Search the records for the word "transcrição" and pick out every line that has it.

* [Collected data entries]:
>>>>>
//! emag-audit CLI entry point

use clap::Parser;
use emag_audit::{
    output, AuditConfig, AuditDocument, AuditEngine, Mode,
};
use miette::{IntoDiagnostic, Result};
use std::io::Read;
use std::path::PathBuf;
use std::process::ExitCode;
use std::time::Duration;

#[derive(Parser, Debug)]
#[command(name = "emag-audit")]
#[command(author, version, about = "Auditor de acessibilidade eMAG/WCAG para páginas web", long_about = None)]
struct Cli {
    /// Page to audit: an http(s) URL, an HTML file path, or "-" for stdin
    input: String,

    /// Rule set to run
    #[arg(short, long, value_enum)]
    mode: Option<ModeArg>,

    /// Output format
    #[arg(short, long, value_enum, default_value = "text")]
    format: OutputFormat,

    /// Config file path (default: auto-detect .emagauditrc.json)
    #[arg(short, long)]
    config: Option<PathBuf>,

    /// Run only this rule (can be used multiple times)
    #[arg(short, long = "rule", value_name = "RULE")]
    rules: Vec<String>,

    /// Disable specific rule (can be used multiple times)
    #[arg(short, long = "ignore", value_name = "RULE")]
    ignore: Vec<String>,

    /// Skip the link-reachability probes
    #[arg(long = "no-probe")]
    no_probe: bool,

    /// Base URL for resolving relative links of a local HTML file
    #[arg(long = "base-url", value_name = "URL")]
    base_url: Option<String>,

    /// Show summary statistics at the end
    #[arg(long)]
    statistics: bool,

    /// Verbose output (also list passing and inapplicable rules)
    #[arg(short, long)]
    verbose: bool,
}

#[derive(clap::ValueEnum, Clone, Copy, Debug)]
enum ModeArg {
    Emag,
    Wcag,
    Both,
}

impl From<ModeArg> for Mode {
    fn from(mode: ModeArg) -> Self {
        match mode {
            ModeArg::Emag => Mode::Emag,
            ModeArg::Wcag => Mode::Wcag,
            ModeArg::Both => Mode::Both,
        }
    }
}

#[derive(clap::ValueEnum, Clone, Debug, Default)]
enum OutputFormat {
    #[default]
    Text,
    Json,
}

fn main() -> ExitCode {
    env_logger::init();
    match run() {
        Ok(code) => code,
        Err(e) => {
            eprintln!("Error: {e:?}");
            ExitCode::from(2)
        }
    }
}

fn run() -> Result<ExitCode> {
    let cli = Cli::parse();

    let mut config = if let Some(ref config_path) = cli.config {
        AuditConfig::from_file(config_path).into_diagnostic()?
    } else {
        let start_dir = std::env::current_dir().into_diagnostic()?;
        match AuditConfig::find_and_load(&start_dir) {
            Ok(Some((path, cfg))) => {
                if cli.verbose {
                    eprintln!("Usando configuração: {}", path.display());
                }
                cfg
            }
            Ok(None) => AuditConfig::default(),
            Err(e) => {
                eprintln!("Aviso: falha ao carregar configuração: {e}");
                AuditConfig::default()
            }
        }
    };

    let is_url = cli.input.starts_with("http://") || cli.input.starts_with("https://");
    config.merge_cli(emag_audit::config::CliOptions {
        mode: cli.mode.map(Mode::from),
        enabled_rules: if cli.rules.is_empty() {
            None
        } else {
            Some(cli.rules)
        },
        disabled_rules: cli.ignore,
        no_probe: cli.no_probe,
        base_url: cli
            .base_url
            .clone()
            .or_else(|| is_url.then(|| cli.input.clone())),
    });

    let html = read_input(&cli.input, is_url, config.probe.timeout)?;

    let engine = AuditEngine::with_defaults(config).into_diagnostic()?;
    if cli.verbose {
        eprintln!("{} regras carregadas", engine.rule_count());
    }

    let doc = AuditDocument::parse(&html);
    let result = engine.run_default(&doc);

    match cli.format {
        OutputFormat::Text => output::print_text(&result, cli.verbose),
        OutputFormat::Json => {
            println!("{}", output::format_json(&result).into_diagnostic()?);
        }
    }
    if cli.statistics {
        output::print_statistics(&result);
    }

    if result.violations.is_empty() {
        Ok(ExitCode::SUCCESS)
    } else {
        Ok(ExitCode::from(1))
    }
}

/// Load the page snapshot from a URL, file, or stdin
fn read_input(input: &str, is_url: bool, timeout: Duration) -> Result<String> {
    if input == "-" {
        let mut buffer = String::new();
        std::io::stdin()
            .read_to_string(&mut buffer)
            .into_diagnostic()?;
        return Ok(buffer);
    }
    if is_url {
        let client = reqwest::blocking::Client::builder()
            .timeout(timeout)
            .user_agent(concat!("emag-audit/", env!("CARGO_PKG_VERSION")))
            .build()
            .into_diagnostic()?;
        let response = client.get(input).send().into_diagnostic()?;
        return response.text().into_diagnostic();
    }
    std::fs::read_to_string(input).into_diagnostic()
}
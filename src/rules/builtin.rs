//! Built-in rule set: WCAG base rules plus the eMAG 3.1 profile
//!
//! The declarations are data; the evaluation logic lives in the engine.

use super::{Rule, RuleMetadata, RulePatch};
use crate::results::Impact;

const EMAG_R11: &str = "https://emag.governoeletronico.gov.br/#r1.1";
const EMAG_R13: &str = "https://emag.governoeletronico.gov.br/#r1.3";
const EMAG_R15: &str = "https://emag.governoeletronico.gov.br/#r1.5";
const EMAG_R17: &str = "https://emag.governoeletronico.gov.br/#r1.7";
const EMAG_R35: &str = "https://emag.governoeletronico.gov.br/#r3.5";
const EMAG_R36: &str = "https://emag.governoeletronico.gov.br/#r3.6";
const EMAG_R55: &str = "https://emag.governoeletronico.gov.br/#r5.5";

fn rule(
    id: &str,
    selector: &str,
    impact: Impact,
    tags: &[&str],
    help: &str,
    help_url: &str,
    description: &str,
) -> Rule {
    Rule {
        id: id.to_string(),
        selector: selector.to_string(),
        any: Vec::new(),
        all: Vec::new(),
        none: Vec::new(),
        enabled: true,
        tags: tags.iter().map(|t| t.to_string()).collect(),
        impact,
        metadata: RuleMetadata {
            help: help.to_string(),
            help_url: help_url.to_string(),
            description: description.to_string(),
            page_level: false,
        },
    }
}

fn any(mut r: Rule, checks: &[&str]) -> Rule {
    r.any = checks.iter().map(|c| c.to_string()).collect();
    r
}

fn all(mut r: Rule, checks: &[&str]) -> Rule {
    r.all = checks.iter().map(|c| c.to_string()).collect();
    r
}

fn none(mut r: Rule, checks: &[&str]) -> Rule {
    r.none = checks.iter().map(|c| c.to_string()).collect();
    r
}

fn page_level(mut r: Rule) -> Rule {
    r.metadata.page_level = true;
    r
}

/// The built-in rule set, WCAG base rules first
pub fn default_rules() -> Vec<Rule> {
    vec![
        // --- WCAG base ---
        page_level(any(
            rule(
                "document-title",
                "html",
                Impact::Serious,
                &["wcag2a"],
                "A página deve ter um elemento title descritivo.",
                "https://dequeuniversity.com/rules/axe/4.4/document-title",
                "Garante que todo documento HTML possui um título não vazio.",
            ),
            &["has-page-title"],
        )),
        page_level(any(
            rule(
                "html-has-lang",
                "html",
                Impact::Serious,
                &["wcag2a"],
                "O elemento html deve declarar um atributo lang.",
                "https://dequeuniversity.com/rules/axe/4.4/html-has-lang",
                "Garante que o idioma principal da página está declarado.",
            ),
            &["has-lang"],
        )),
        any(
            rule(
                "link-name",
                "a[href]",
                Impact::Serious,
                &["wcag2a"],
                "Links devem ter texto discernível.",
                "https://dequeuniversity.com/rules/axe/4.4/link-name",
                "Garante que todo link possui um nome acessível para leitores de tela.",
            ),
            &["link-has-accessible-text"],
        ),
        any(
            rule(
                "input-label",
                "input:not([type=hidden]):not([type=button]):not([type=submit]):not([type=reset]), select, textarea",
                Impact::Critical,
                &["wcag2a"],
                "Campos de formulário devem ter rótulos.",
                "https://dequeuniversity.com/rules/axe/4.4/label",
                "Garante que todo campo de formulário possui um rótulo associado.",
            ),
            &["input-has-label"],
        ),
        any(
            rule(
                "frame-title",
                "iframe",
                Impact::Serious,
                &["wcag2a"],
                "Iframes devem ter um atributo title.",
                "https://dequeuniversity.com/rules/axe/4.4/frame-title",
                "Garante que conteúdo incorporado é identificável por tecnologia assistiva.",
            ),
            &["frame-has-title"],
        ),
        // --- eMAG 3.1 ---
        any(
            rule(
                "img-sem-alt-emag",
                "img",
                Impact::Serious,
                &["emag", "wcag2a", "imagem"],
                "EMAG 3.1 R3.6.1 - Imagem sem declaração do atributo ALT.",
                EMAG_R36,
                "Deve ser fornecida uma descrição para as imagens da página, utilizando-se, para tanto o atributo alt.",
            ),
            &["imagem-alt-emag"],
        ),
        any(
            rule(
                "emag-ancoras-bloco-existente",
                "a[href^=\"#\"]",
                Impact::Moderate,
                &["emag", "barra-acessibilidade", "atalhos"],
                "EMAG 3.1 R1.5 - Âncora aponta para bloco inexistente ou oculto.",
                EMAG_R15,
                "Âncoras internas devem apontar para blocos de conteúdo existentes e visíveis.",
            ),
            &["ancora-para-bloco"],
        ),
        page_level(all(
            rule(
                "emag-ancoras-acesskey-unico",
                "body",
                Impact::Moderate,
                &["emag", "barra-acessibilidade", "atalhos"],
                "EMAG 3.1 R1.5 - Accesskeys duplicadas na página.",
                EMAG_R15,
                "Cada atalho de teclado (accesskey) deve ser único na página.",
            ),
            &["accesskey-unico"],
        )),
        page_level(any(
            rule(
                "emag-ancoras-primeiro-link",
                "body",
                Impact::Moderate,
                &["emag", "barra-acessibilidade", "atalhos"],
                "EMAG 3.1 R1.5 - Falta de âncora para pular ao conteúdo.",
                EMAG_R15,
                "O primeiro link da página deve permitir pular para o bloco de conteúdo principal.",
            ),
            &["primeiro-link-para-conteudo"],
        )),
        any(
            rule(
                "css-inline",
                "[style]",
                Impact::Minor,
                &["emag", "padrões", "html"],
                "EMAG 3.1 R1.1.3 - Presença de CSS(s) in-line.",
                EMAG_R11,
                "Evitar o uso de CSS inline. Respeite os padrões Web HTML. Utilize folhas de estilo externas.",
            ),
            &["css-inline-check"],
        ),
        any(
            rule(
                "css-internal",
                "style",
                Impact::Minor,
                &["emag", "padrões", "html"],
                "EMAG 3.1 R1.1.4 - Presença de CSS(s) interno.",
                EMAG_R11,
                "Evitar o uso de CSS interno. Respeite os padrões Web HTML. Utilize folhas de estilo externas.",
            ),
            &["css-internal-check"],
        ),
        any(
            rule(
                "js-inline",
                "[onload], [onunload], [onblur], [onchange], [onfocus], [onsearch], [onselect], [onsubmit], [onkeydown], [onkeypress], [onkeyup], [onclick], [ondblclick], [onmousedown], [onmousemove], [onmouseout], [onmouseover], [onmouseup], [onmousewheel], [oncopy], [oncut], [onpaste], [onabort]",
                Impact::Minor,
                &["emag", "padrões", "html", "javascript"],
                "EMAG 3.1 R1.1.5 - Presença de javascript(s) in-line.",
                EMAG_R11,
                "Evitar o uso de JavaScript inline em atributos de evento. Utilize arquivos JavaScript externos.",
            ),
            &["js-inline-check"],
        ),
        any(
            rule(
                "js-internal",
                "script",
                Impact::Minor,
                &["emag", "padrões", "html", "javascript"],
                "EMAG 3.1 R1.1.6 - Presença de javascript(s) interno.",
                EMAG_R11,
                "Evitar o uso de JavaScript interno. Utilize arquivos JavaScript externos sempre que possível.",
            ),
            &["js-internal-check"],
        ),
        page_level(any(
            rule(
                "emag-has-heading",
                "html",
                Impact::Serious,
                &["emag", "html", "heading"],
                "EMAG 3.1 R1.3.1 - Inclua pelo menos um cabeçalho (<h1> até <h6>) na página.",
                EMAG_R13,
                "Verifica se a página contém pelo menos um cabeçalho (<h1> até <h6>).",
            ),
            &["check-has-heading"],
        )),
        page_level(any(
            rule(
                "emag-heading-hierarchy",
                "body",
                Impact::Serious,
                &["emag", "html", "heading"],
                "EMAG 3.1 R1.3.2 - Use cabeçalhos de forma sequencial, sem pular níveis.",
                EMAG_R13,
                "Verifica se a hierarquia dos cabeçalhos está correta (não há pulos de nível).",
            ),
            &["check-heading-hierarchy"],
        )),
        page_level(any(
            rule(
                "emag-only-h1",
                "body",
                Impact::Moderate,
                &["emag", "html", "heading"],
                "EMAG 3.1 R1.3.4 - Utilize outros níveis de cabeçalho além do <h1>.",
                EMAG_R13,
                "Verifica se foi usado apenas <h1> sem outros níveis de cabeçalho.",
            ),
            &["check-only-h1"],
        )),
        page_level(any(
            rule(
                "emag-multiple-h1",
                "body",
                Impact::Serious,
                &["emag", "html", "heading"],
                "EMAG 3.1 R1.3.6 - Use apenas um <h1> para definir o título principal da página.",
                EMAG_R13,
                "Verifica se há mais de um <h1> na página.",
            ),
            &["check-multiple-h1"],
        )),
        page_level(any(
            rule(
                "emag-semantic-landmarks-missing",
                "body",
                Impact::Moderate,
                &["emag", "html", "semantica"],
                "EMAG 3.1 R1.3 - Landmarks semânticas recomendadas ausentes.",
                EMAG_R13,
                "A página deve estruturar o conteúdo com header, nav, main e footer.",
            ),
            &["landmarks-check"],
        )),
        page_level(any(
            rule(
                "emag-content-before-menu",
                "body",
                Impact::Moderate,
                &["emag", "html", "semantica"],
                "EMAG 3.1 R1.7 - Disponibilize o conteúdo antes do menu, ou uma âncora para pulá-lo.",
                EMAG_R17,
                "O bloco de conteúdo deve vir antes do menu na ordem do documento, ou haver âncora que pule o menu.",
            ),
            &["content-before-menu-check"],
        )),
        any(
            rule(
                "emag-tabindex-presence",
                "[tabindex]",
                Impact::Minor,
                &["emag", "teclado"],
                "EMAG 3.1 R2.1 - Evite o uso do atributo tabindex.",
                EMAG_R15,
                "A ordem de tabulação deve seguir a ordem natural do documento, sem tabindex.",
            ),
            &["tabindex-presence-check"],
        ),
        none(
            rule(
                "emag-tabindex-range",
                "[tabindex]",
                Impact::Moderate,
                &["emag", "teclado"],
                "EMAG 3.1 R2.1 - Tabindex positivo altera a ordem de tabulação.",
                EMAG_R15,
                "Valores positivos de tabindex quebram a ordem natural de navegação por teclado.",
            ),
            &["tabindex-range-check"],
        ),
        none(
            rule(
                "emag-adjacent-links-without-separation",
                "a[href]",
                Impact::Moderate,
                &["emag", "link"],
                "EMAG 3.1 R3.5 - Links adjacentes sem separação.",
                EMAG_R35,
                "Links adjacentes devem ser separados por texto ou elemento que não seja link.",
            ),
            &["adjacent-links-check"],
        ),
        page_level(any(
            rule(
                "emag-broken-links",
                "a[href]",
                Impact::Serious,
                &["emag", "link"],
                "EMAG 3.1 R3.5 - Link aponta para destino inalcançável.",
                EMAG_R35,
                "Links não devem apontar para destinos quebrados ou inexistentes.",
            ),
            &["link-reachable-check"],
        )),
        any(
            rule(
                "emag-duplicate-link-text",
                "a[href]",
                Impact::Moderate,
                &["emag", "link"],
                "EMAG 3.1 R3.5.11 - Links com o mesmo texto apontam para destinos diferentes.",
                EMAG_R35,
                "Links com o mesmo texto devem apontar para o mesmo destino.",
            ),
            &["duplicate-link-text-check"],
        ),
        any(
            rule(
                "emag-same-href-different-text",
                "a[href]",
                Impact::Moderate,
                &["emag", "link"],
                "EMAG 3.1 R3.5.10 - Links para o mesmo destino com textos diferentes.",
                EMAG_R35,
                "Links que apontam para o mesmo destino devem usar o mesmo texto.",
            ),
            &["same-href-text-check"],
        ),
        page_level(any(
            rule(
                "emag-video-presence",
                "video",
                Impact::Moderate,
                &["emag", "multimidia"],
                "EMAG 3.1 R5.5 - Vídeo presente: forneça legendas e audiodescrição.",
                EMAG_R55,
                "Conteúdo em vídeo requer alternativas acessíveis (legendas, audiodescrição).",
            ),
            &["video-presence-check"],
        )),
        page_level(any(
            rule(
                "emag-audio-presence",
                "audio",
                Impact::Moderate,
                &["emag", "multimidia"],
                "EMAG 3.1 R5.5 - Áudio presente: forneça transcrição textual.",
                EMAG_R55,
                "Conteúdo em áudio requer transcrição textual.",
            ),
            &["audio-presence-check"],
        )),
        page_level(any(
            rule(
                "emag-video-content-presence",
                "iframe[src], embed[src], object[data]",
                Impact::Moderate,
                &["emag", "multimidia"],
                "EMAG 3.1 R5.5 - Multimídia incorporada: verifique alternativas acessíveis.",
                EMAG_R55,
                "Players de vídeo ou áudio incorporados requerem legendas e alternativas.",
            ),
            &["embedded-media-check"],
        )),
    ]
}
<<<<<
* [Result]:
                "EMAG 3.1 R5.5 - Áudio presente: forneça transcrição textual.",
                "Conteúdo em áudio requer transcrição textual.",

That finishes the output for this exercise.